The high standing do nevertheless depend on homeyness to relieve certain of the burdens created by their status strategies. The chief of these burdens is the difficulty that some individuals experience living in environments that are fully dedicated to status symbolism. Interiors that are "perfect" from a status point of view are sometimes also perfectly uninhabitable. The Crestwood Height dwellers of 1940's Toronto claimed that they found their club more homey and inhabitable than their homes. They preferred to stay at the club for fear of "marring the theatrical arrangements prescribed [for their home] by the decorator" (Seeley, Sims and Loosley 1956: 53).

For these individuals carefully controlled access to homeyness is exceedingly valuable. The Crestwood Height dwellers chose the safe keeping of a distant club, but one respondent in the research project choose instead to "permit" a number of homey objects in his home. These included a piece of tourist art, two reminders of his summer cottage, and a den. Unlike the rest of the home, where "everyone has to be on their best behavior," the den and the homey pieces were seen to be engaging, informal, playful and relaxed, and a valued refuge from the exacting demands of the family's status strategy.

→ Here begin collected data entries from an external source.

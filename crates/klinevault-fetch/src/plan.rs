//! Selects the shards covering a time window.

use chrono::{DateTime, Datelike, NaiveDate, Utc};
use klinevault_types::{
    DataKind, DateKey, Granularity, Interval, Result, ShardKey, Symbol, TimeWindow, TradeType,
    VaultConfig, yesterday,
};
use std::path::PathBuf;
use tracing::{debug, info};

use crate::url::archive_url;
use crate::{ArchiveSource, ListingQuery, list_available_dates_at};

/// A shard selected for the window, not yet confirmed present locally.
#[derive(Debug, Clone, PartialEq, Eq)]
pub struct PlannedDownload {
    /// Shard identity (symbol, date key, trade type, granularity, interval).
    pub key: ShardKey,
    /// Final CSV path under the data root.
    pub local_path: PathBuf,
    /// Remote archive URL.
    pub url: String,
}

impl PlannedDownload {
    fn new(key: ShardKey, config: &VaultConfig) -> Self {
        Self {
            local_path: key.local_path(config.data_root()),
            url: archive_url(&config.archive_base_url, &key),
            key,
        }
    }

    /// Returns the granularity of the planned shard.
    #[must_use]
    pub const fn granularity(&self) -> Granularity {
        self.key.granularity()
    }

    /// Returns true if the final CSV already exists.
    #[must_use]
    pub fn is_present(&self) -> bool {
        self.local_path.exists()
    }
}

/// Parameters of one planning run.
#[derive(Debug, Clone, PartialEq, Eq)]
pub struct PlanRequest {
    /// Exchange symbol.
    pub symbol: Symbol,
    /// `[start, end)` window.
    pub window: TimeWindow,
    /// Data kind; only klines are implemented.
    pub kind: DataKind,
    /// Market segment.
    pub trade: TradeType,
    /// Kline interval.
    pub interval: Interval,
    /// Drop shards whose CSV already exists locally.
    pub truncate: bool,
}

impl PlanRequest {
    /// Creates a request with the config's kind, trade type and interval.
    #[must_use]
    pub fn new(symbol: Symbol, window: TimeWindow, config: &VaultConfig) -> Self {
        Self {
            symbol,
            window,
            kind: config.kind,
            trade: config.trade,
            interval: config.interval,
            truncate: false,
        }
    }

    /// Sets truncate mode.
    #[must_use]
    pub const fn with_truncate(mut self, truncate: bool) -> Self {
        self.truncate = truncate;
        self
    }

    fn listing(&self, granularity: Granularity) -> ListingQuery {
        ListingQuery {
            kind: self.kind,
            trade: self.trade,
            granularity,
            symbol: self.symbol.clone(),
            interval: self.interval,
        }
    }
}

/// Plans the shard downloads covering `request.window` as of now.
///
/// See [`plan_downloads_at`].
///
/// # Errors
///
/// See [`plan_downloads_at`].
pub async fn plan_downloads<S>(
    source: &S,
    config: &VaultConfig,
    request: &PlanRequest,
) -> Result<Vec<PlannedDownload>>
where
    S: ArchiveSource + ?Sized,
{
    plan_downloads_at(source, config, request, Utc::now()).await
}

/// Plans the shard downloads covering `request.window` as of `now`.
///
/// Monthly shards are taken from the published catalog: the contiguous run
/// whose months intersect the window (unbounded sides extend to the oldest or
/// newest month). When the window reaches into the current, unpublished month,
/// daily shards are added for its elapsed days, up to yesterday. The result is
/// ordered by date key.
///
/// # Errors
///
/// - [`VaultError::NotImplemented`](klinevault_types::VaultError::NotImplemented) for data kinds other than klines.
/// - [`VaultError::UnsupportedWindow`](klinevault_types::VaultError::UnsupportedWindow) if a bound lies in today.
/// - [`VaultError::IncompleteListing`](klinevault_types::VaultError::IncompleteListing) from the catalog walk.
pub async fn plan_downloads_at<S>(
    source: &S,
    config: &VaultConfig,
    request: &PlanRequest,
    now: DateTime<Utc>,
) -> Result<Vec<PlannedDownload>>
where
    S: ArchiveSource + ?Sized,
{
    request.kind.ensure_supported()?;
    let window = request.window;
    window.ensure_archived(now)?;

    if window.start().is_some() && window.start() == window.end() {
        return Ok(Vec::new());
    }

    let today = now.date_naive();
    let months = list_available_dates_at(
        source,
        config,
        &request.listing(Granularity::Monthly),
        today,
    )
    .await?;

    if months.is_empty() {
        info!(symbol = %request.symbol, "no archived months");
        return Ok(Vec::new());
    }

    let first_month = window.start().map(|s| DateKey::month_of(s.date_naive()));
    let last_month = window.last_instant().map(|e| DateKey::month_of(e.date_naive()));

    let mut dates: Vec<DateKey> = months
        .into_iter()
        .filter(|m| first_month.is_none_or(|f| *m >= f))
        .filter(|m| last_month.is_none_or(|l| *m <= l))
        .collect();
    dates.extend(trailing_days(&window, now));

    let mut plan: Vec<PlannedDownload> = dates
        .into_iter()
        .map(|date| PlannedDownload::new(request.listing(date.granularity()).shard(date), config))
        .collect();
    plan.sort_by(|a, b| a.key.date.cmp(&b.key.date));

    let planned = plan.len();
    if request.truncate {
        plan.retain(|p| !p.is_present());
    }

    debug!(
        symbol = %request.symbol,
        window = %window,
        planned,
        pending = plan.len(),
        "planned downloads"
    );
    Ok(plan)
}

/// Day keys of the current month covered by the window, through yesterday.
fn trailing_days(window: &TimeWindow, now: DateTime<Utc>) -> Vec<DateKey> {
    let today = now.date_naive();
    let Some(month_start) = NaiveDate::from_ymd_opt(today.year(), today.month(), 1) else {
        return Vec::new();
    };
    let yesterday = yesterday(now);
    if yesterday < month_start {
        return Vec::new();
    }

    let last_day = match window.last_instant() {
        None => yesterday,
        Some(last) if last.date_naive() >= month_start => last.date_naive().min(yesterday),
        Some(_) => return Vec::new(),
    };
    let first_day = match window.start() {
        Some(start) if start.date_naive() >= month_start => start.date_naive(),
        _ => month_start,
    };

    first_day
        .iter_days()
        .take_while(|d| *d <= last_day)
        .map(DateKey::Day)
        .collect()
}
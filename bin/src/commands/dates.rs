//! Dates command implementation.

use anyhow::{Context, Result};
use klinevault_lib::prelude::*;

/// Print every archived date key of one listing.
pub(crate) async fn list_dates(
    config: &VaultConfig,
    symbol: &Symbol,
    granularity: Granularity,
) -> Result<()> {
    let client = DownloadClient::with_defaults().context("Failed to create HTTP client")?;
    let query = ListingQuery::new(symbol.clone(), granularity, config);

    let dates = list_available_dates(&client, config, &query)
        .await
        .with_context(|| format!("Failed to list {}", query.prefix()))?;

    for date in &dates {
        println!("{date}");
    }

    match (dates.first(), dates.last()) {
        (Some(first), Some(last)) => {
            println!("\n{} {granularity} archives, {first} to {last}", dates.len());
        }
        _ => println!("No {granularity} archives for {symbol}"),
    }

    Ok(())
}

Highstanding individuals use homey objects both as a status strategy and a status corrector. In the first capacity, homey, attention-getting objects are placed in the living room to provoke the curiosity of the guest and to give the host the occasion to tell a self aggrandizing story about his or her recent trip to a "fascinating little country in Asia." In the second, homey objects are used deliberately to "lower the tone" of an otherwise daunting room, and put the guest at his or her ease. Hosts often use these objects as conversational opportunities to tell stories against themselves.

Homeyness has a very different pragmatic significance of homeyness for middle standing groups. Research results suggests that these groups embrace homeyness without ambivalence. For these groups homeyness is an unalloyed good, difficult to achieve, challenging to sustain, but always and unambiguously desirable. For this group the accomplishment of homeyness is one of the great objectives of family life.

Certainly, it is embraced in this manner in part because of its first pragmatic property. Middle standing families like homeyness because it is the necessary condition of their successful enactment of their concept of the family. But it is also true that homeyness serves this group as a status corrector. Respondents suggested that homeyness was their bulwark against status competition. They described their homey environments as safe domains impervious to the demands (and the taunts) of the status system. Without homeyness, it appears, they would be the helpless captives of this system, constantly prone to "buying up" in a ceaseless battle for prestige (McCracken 1988c). A homey environment turns the occupant's attention away from this battle, and provides satisfactions and solidarities against which the battle dwindles into unimportance. For many of the middle class respondents, homeyness is home-made meaning, whereas all of the meanings of the status game are market-made meanings. By using homeyness as their bulwark against the status system, individuals protect themselves from the intrusions and demands of the designer, the marketer, and the showy neighbor, some of whom, respondents said, create homes of beauty but precious little joy.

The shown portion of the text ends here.